About this task: Search the material for the word "contains" and copy each line that holds it.

Records for the task:
════════════════════
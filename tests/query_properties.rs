mod support;

use accessibility_store::config::StoreOptions;
use accessibility_store::format::AccessibilityRecord;
use accessibility_store::preprocess::{self, RowMajorInputs};
use accessibility_store::query::{self, QueryRequest};
use std::collections::HashMap as StdHashMap;
use support::{write_dataset, GeneratorConfig, NullPolicy};

fn build_store(config: &GeneratorConfig, options: &StoreOptions) -> tempfile::TempDir {
    let input_dir = tempfile::tempdir().unwrap();
    let dataset = support::generate(config);
    let (origin_path, destination_path, accessibility_path) =
        write_dataset(input_dir.path(), &dataset, "test");

    let output_dir = tempfile::tempdir().unwrap();
    preprocess::run(
        &RowMajorInputs {
            origin_path,
            destination_path,
            accessibility_path,
        },
        output_dir.path(),
        options,
    )
    .unwrap();

    output_dir
}

fn read_records(path: &std::path::Path) -> Vec<AccessibilityRecord> {
    let bytes = std::fs::read(path).unwrap();
    assert_eq!(bytes.len() % AccessibilityRecord::SIZE, 0);
    bytes
        .chunks_exact(AccessibilityRecord::SIZE)
        .map(AccessibilityRecord::from_bytes)
        .collect()
}

fn as_multiset(records: &[AccessibilityRecord]) -> StdHashMap<(u32, u32), u32> {
    let mut counts = StdHashMap::new();
    for r in records {
        *counts.entry((r.origin_id, r.destination_id)).or_insert(0) += 1;
    }
    counts
}

/// Builds a store with a column-index null-fraction policy: column `a` is
/// `(1 - a/100)` fraction null — column 0 is all-null, column 1 is ~1%
/// non-null, and columns at index 100+ are fully dense. This is the policy
/// the spec's concrete end-to-end scenarios (S1/S2/S3/S4/S6) are defined
/// against; the dataset here is scaled down from the scenario's literal
/// sizes so the test suite stays fast, but the column-threshold behavior
/// and intersection semantics it exercises are the same.
fn scenario_config() -> GeneratorConfig {
    GeneratorConfig {
        num_origins: 300,
        num_dests: 50,
        origin_attrs: 210,
        dest_attrs: 210,
        seed: 33,
        null_policy: support::NullPolicy::ColumnIndexThreshold,
    }
}

/// S2-equivalent / S3: querying on fully-dense columns returns every
/// origin-destination pair, and diagonal pairs carry a zeroed time/distance.
#[test_log::test]
fn all_dense_columns_return_every_pair_with_zero_diagonal() {
    let config = scenario_config();
    let options = StoreOptions::new()
        .origin_attrs(config.origin_attrs)
        .dest_attrs(config.dest_attrs);
    let store_dir = build_store(&config, &options);

    let result_path = store_dir.path().join("result.bin");
    query::run(
        &QueryRequest {
            store_dir: store_dir.path().to_path_buf(),
            origin_attrs: vec![200],
            dest_attrs: vec![200],
            result_path: result_path.clone(),
        },
        &options,
    )
    .unwrap();

    let records = read_records(&result_path);
    assert_eq!(records.len(), config.num_origins as usize * config.num_dests as usize);

    for record in &records {
        if record.origin_id == record.destination_id {
            assert_eq!(record.time, 0.0);
            assert_eq!(record.distance, 0.0);
        }
    }
}

/// S6: a fully-null column yields an empty result regardless of the other
/// side's filter.
#[test_log::test]
fn fully_null_column_yields_empty_result() {
    let config = scenario_config();
    let options = StoreOptions::new()
        .origin_attrs(config.origin_attrs)
        .dest_attrs(config.dest_attrs);
    let store_dir = build_store(&config, &options);

    let result_path = store_dir.path().join("result.bin");
    query::run(
        &QueryRequest {
            store_dir: store_dir.path().to_path_buf(),
            origin_attrs: vec![0],
            dest_attrs: vec![200],
            result_path: result_path.clone(),
        },
        &options,
    )
    .unwrap();

    assert_eq!(std::fs::metadata(&result_path).unwrap().len(), 0);
}

/// S4: intersection semantics — the kept origins equal the intersection of
/// the non-null id sets of the two requested columns, not their union.
#[test_log::test]
fn multi_attribute_query_is_intersection_not_union() {
    let config = scenario_config();
    let options = StoreOptions::new()
        .origin_attrs(config.origin_attrs)
        .dest_attrs(config.dest_attrs);
    let store_dir = build_store(&config, &options);

    let single_result = store_dir.path().join("single.bin");
    query::run(
        &QueryRequest {
            store_dir: store_dir.path().to_path_buf(),
            origin_attrs: vec![50],
            dest_attrs: vec![200],
            result_path: single_result.clone(),
        },
        &options,
    )
    .unwrap();

    let pair_result = store_dir.path().join("pair.bin");
    query::run(
        &QueryRequest {
            store_dir: store_dir.path().to_path_buf(),
            origin_attrs: vec![50, 60],
            dest_attrs: vec![200],
            result_path: pair_result.clone(),
        },
        &options,
    )
    .unwrap();

    let single_origins: std::collections::HashSet<u32> =
        read_records(&single_result).iter().map(|r| r.origin_id).collect();
    let pair_origins: std::collections::HashSet<u32> =
        read_records(&pair_result).iter().map(|r| r.origin_id).collect();

    // Adding a second required attribute can only narrow (or preserve) the
    // set of kept origins — it can never grow it the way a union would.
    assert!(pair_origins.is_subset(&single_origins));
}

/// Property 6 (soundness): the query result is exactly the set of records
/// whose origin and destination both carry every requested attribute.
#[test_log::test]
fn query_soundness_against_brute_force() {
    let config = GeneratorConfig {
        num_origins: 60,
        num_dests: 20,
        origin_attrs: 10,
        dest_attrs: 10,
        seed: 5,
        null_policy: NullPolicy::Uniform(0.4),
    };
    let options = StoreOptions::new()
        .origin_attrs(config.origin_attrs)
        .dest_attrs(config.dest_attrs);

    let dataset = support::generate(&config);
    let input_dir = tempfile::tempdir().unwrap();
    let (origin_path, destination_path, accessibility_path) =
        write_dataset(input_dir.path(), &dataset, "test");
    let store_dir = tempfile::tempdir().unwrap();
    preprocess::run(
        &RowMajorInputs {
            origin_path,
            destination_path,
            accessibility_path,
        },
        store_dir.path(),
        &options,
    )
    .unwrap();

    let origin_attrs = [2u32, 5];
    let dest_attrs = [1u32, 3];

    let row_size = |n_attrs: u32| 4 + n_attrs as usize * 4;
    let has_value = |bytes: &[u8], row_size: usize, row: usize, attr: u32| -> bool {
        let offset = row * row_size + 4 + attr as usize * 4;
        !f32::from_ne_bytes(bytes[offset..offset + 4].try_into().unwrap()).is_nan()
    };

    let origin_row_size = row_size(config.origin_attrs);
    let dest_row_size = row_size(config.dest_attrs);

    let qualifying_origins: std::collections::HashSet<u32> = (0..config.num_origins)
        .filter(|&o| {
            origin_attrs
                .iter()
                .all(|&a| has_value(&dataset.origin_bytes, origin_row_size, o as usize, a))
        })
        .collect();

    let qualifying_dests: std::collections::HashSet<u32> = (0..config.num_dests)
        .filter(|&d| {
            dest_attrs
                .iter()
                .all(|&a| has_value(&dataset.destination_bytes, dest_row_size, d as usize, a))
        })
        .collect();

    let mut expected = StdHashMap::new();
    for record in dataset.accessibility_bytes.chunks_exact(16) {
        let rec = AccessibilityRecord::from_bytes(record);
        if qualifying_origins.contains(&rec.origin_id) && qualifying_dests.contains(&rec.destination_id) {
            *expected.entry((rec.origin_id, rec.destination_id)).or_insert(0u32) += 1;
        }
    }

    let result_path = store_dir.path().join("result.bin");
    query::run(
        &QueryRequest {
            store_dir: store_dir.path().to_path_buf(),
            origin_attrs: origin_attrs.to_vec(),
            dest_attrs: dest_attrs.to_vec(),
            result_path: result_path.clone(),
        },
        &options,
    )
    .unwrap();

    let actual = as_multiset(&read_records(&result_path));
    assert_eq!(actual, expected);
}

/// Property 7 (idempotence) and property 8 (parallel-invariance): repeated
/// runs, and runs with a different worker count, yield identical multisets.
#[test_log::test]
fn query_is_idempotent_and_parallel_invariant() {
    let config = GeneratorConfig {
        num_origins: 90,
        num_dests: 24,
        origin_attrs: 6,
        dest_attrs: 6,
        seed: 42,
        null_policy: NullPolicy::Uniform(0.5),
    };
    let options = StoreOptions::new()
        .origin_attrs(config.origin_attrs)
        .dest_attrs(config.dest_attrs);

    let store_dir = build_store(&config, &options);

    let run_query = |worker_threads: usize, file_name: &str| -> StdHashMap<(u32, u32), u32> {
        let request = QueryRequest {
            store_dir: store_dir.path().to_path_buf(),
            origin_attrs: vec![1, 3],
            dest_attrs: vec![2],
            result_path: store_dir.path().join(file_name),
        };
        let options = options.worker_threads(worker_threads);
        query::run(&request, &options).unwrap();
        as_multiset(&read_records(&request.result_path))
    };

    let single_threaded = run_query(1, "result_1.bin");
    let repeated = run_query(1, "result_1_again.bin");
    let multi_threaded = run_query(4, "result_4.bin");

    assert_eq!(single_threaded, repeated);
    assert_eq!(single_threaded, multi_threaded);
}

/// S1: a narrow-selectivity column pair (column 1 is ~1% non-null on both
/// sides) keeps only origins/destinations that actually have a value there.
#[test_log::test]
fn narrow_columns_match_their_non_null_sets_exactly() {
    let config = scenario_config();
    let options = StoreOptions::new()
        .origin_attrs(config.origin_attrs)
        .dest_attrs(config.dest_attrs);

    let dataset = support::generate(&config);
    let input_dir = tempfile::tempdir().unwrap();
    let (origin_path, destination_path, accessibility_path) =
        write_dataset(input_dir.path(), &dataset, "test");
    let store_dir = tempfile::tempdir().unwrap();
    preprocess::run(
        &RowMajorInputs {
            origin_path,
            destination_path,
            accessibility_path,
        },
        store_dir.path(),
        &options,
    )
    .unwrap();

    let origin_row_size = 4 + config.origin_attrs as usize * 4;
    let dest_row_size = 4 + config.dest_attrs as usize * 4;

    let has_value = |bytes: &[u8], row_size: usize, row: usize, attr: u32| -> bool {
        let offset = row * row_size + 4 + attr as usize * 4;
        !f32::from_ne_bytes(bytes[offset..offset + 4].try_into().unwrap()).is_nan()
    };

    let expected_origins: std::collections::HashSet<u32> = (0..config.num_origins)
        .filter(|&o| has_value(&dataset.origin_bytes, origin_row_size, o as usize, 1))
        .collect();
    let expected_dests: std::collections::HashSet<u32> = (0..config.num_dests)
        .filter(|&d| has_value(&dataset.destination_bytes, dest_row_size, d as usize, 1))
        .collect();

    let result_path = store_dir.path().join("result.bin");
    query::run(
        &QueryRequest {
            store_dir: store_dir.path().to_path_buf(),
            origin_attrs: vec![1],
            dest_attrs: vec![1],
            result_path: result_path.clone(),
        },
        &options,
    )
    .unwrap();

    let records = read_records(&result_path);
    assert_eq!(records.len(), expected_origins.len() * expected_dests.len());

    for record in &records {
        assert!(expected_origins.contains(&record.origin_id));
        assert!(expected_dests.contains(&record.destination_id));
    }
}

/// S5: two preprocessor runs over identical input produce byte-identical
/// index files.
#[test_log::test]
fn preprocessing_is_deterministic() {
    let config = GeneratorConfig {
        num_origins: 50,
        num_dests: 15,
        origin_attrs: 6,
        dest_attrs: 6,
        seed: 17,
        null_policy: NullPolicy::Uniform(0.5),
    };
    let options = StoreOptions::new()
        .origin_attrs(config.origin_attrs)
        .dest_attrs(config.dest_attrs);

    let dataset = support::generate(&config);
    let input_dir = tempfile::tempdir().unwrap();
    let (origin_path, destination_path, accessibility_path) =
        write_dataset(input_dir.path(), &dataset, "test");
    let inputs = RowMajorInputs {
        origin_path,
        destination_path,
        accessibility_path,
    };

    let store_a = tempfile::tempdir().unwrap();
    let store_b = tempfile::tempdir().unwrap();
    preprocess::run(&inputs, store_a.path(), &options).unwrap();
    preprocess::run(&inputs, store_b.path(), &options).unwrap();

    let origin_index_a = std::fs::read(store_a.path().join("attributes/origin/index.bin")).unwrap();
    let origin_index_b = std::fs::read(store_b.path().join("attributes/origin/index.bin")).unwrap();
    assert_eq!(origin_index_a, origin_index_b);

    let acc_index_a = std::fs::read(store_a.path().join("accessibility/index.bin")).unwrap();
    let acc_index_b = std::fs::read(store_b.path().join("accessibility/index.bin")).unwrap();
    assert_eq!(acc_index_a, acc_index_b);
}

/// A request with an empty attribute list is rejected rather than treated
/// as a vacuous filter, per the query executor's failure semantics.
#[test_log::test]
fn empty_attribute_list_is_bad_argument() {
    let config = GeneratorConfig::default();
    let options = StoreOptions::new()
        .origin_attrs(config.origin_attrs)
        .dest_attrs(config.dest_attrs);
    let store_dir = build_store(&config, &options);

    let err = query::run(
        &QueryRequest {
            store_dir: store_dir.path().to_path_buf(),
            origin_attrs: vec![],
            dest_attrs: vec![0],
            result_path: store_dir.path().join("result.bin"),
        },
        &options,
    )
    .unwrap_err();

    assert!(matches!(err, accessibility_store::Error::BadArgument(_)));
}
════════════════════
Response area:
        if qualifying_origins.contains(&rec.origin_id) && qualifying_dests.contains(&rec.destination_id) {
        assert!(expected_origins.contains(&record.origin_id));
        assert!(expected_dests.contains(&record.destination_id));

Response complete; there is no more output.